Safety needs are about feeling in a secure place to learn. In most of our teaching it’s unlikely that you are going to be attacked by a bear so although Maslow did think about things like security and law and order this is really about reducing anxiety. #LP Learners who are terrified don’t learn well. Do what you can to put them at ease.

Many hierachies take the Love out of Belonging which I’ve always thought to be a great shame. This is a need to be social and interact with others. Those of us involved in social media know that this is really important and I would argue that for careers like Emergency Medicine this aspect is one of the reasons why social media has been so important. We find it tricky to interact as a group face to face whilst working shifts. #FOAMed allows us to create a sense of love and belonging to a group irrespective of time and place. #LP It’s better to learn as a group.

Esteem can be thought about in two ways. Firstly what others think of you and secondly what you think about yourself.  If people think that they are doing well and are recognised for doing well they will learn well. Self esteem, achievement independence and status help learners feel good and promote them to learn and engage. #LP Make your learners feel good about themselves.
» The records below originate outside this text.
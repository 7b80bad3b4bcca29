//! REST layer for bigsync
//!
//! Talks to the BigIP management API: transports (direct or through a forward proxy),
//! the reachability probe, URI construction, response classification, the supported
//! version gate and chunked uploads of local files.

pub mod client;
pub mod errors;
pub mod json;
pub mod method;
pub mod probe;
pub mod testing;
pub mod transport;
pub mod upload;
pub mod uri;
pub mod version;

pub use client::{ClientOptions, ContentKind, RestClient, RestRequest, RestResponse, SendResult};
pub use errors::{RestError, RestFailure, Result};
pub use method::Method;
pub use probe::{ReachabilityProbe, TcpProbe};
pub use transport::{HttpRequest, HttpResponse, HttpTransport, ReqwestTransport, TransportOptions};
pub use upload::{
    ByteRange, CancelFlag, ChunkedUploader, TransferInfo, TransferState, UploadProgress,
    UploadSummary, MAX_CHUNK_SIZE,
};
pub use uri::UriBuilder;
pub use version::{Version, VersionGate};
These first 4 needs are considered to be the basic needs.

The 5th level of self actualisation is a term that denotes a desire for self fulfillment. It is therefore a state where the learner is motivated to improve and reach their peak as opposed to being motivated simply by the need to mitigate deficiencies. Maslow’s approach is to promote what can go right, not just what can go wrong with people. I think this is a really positive way to look at the world and clearly something that educators should promote. Self actualisation for each of us will be different and it’s not something that we have all of the time. #LP Self actualisation comes from a desire to achieve not to mitigate deficiency.

More recently the hierachy has been expanded to include other levels

Whilst retaining the original basic needs the exapnded hierachy tells us more about what motivates our learners.

Need for Knowledge (cognitive needs) is a desire to know something. Again as a motivation for learning we need to ensure that our learners know why they want to learn  something and as educators we need to know what is driving their learning needs. Why do they need the knowledge, what motivates them and how are they going to use that information. #LP Understand why your learners want to learn.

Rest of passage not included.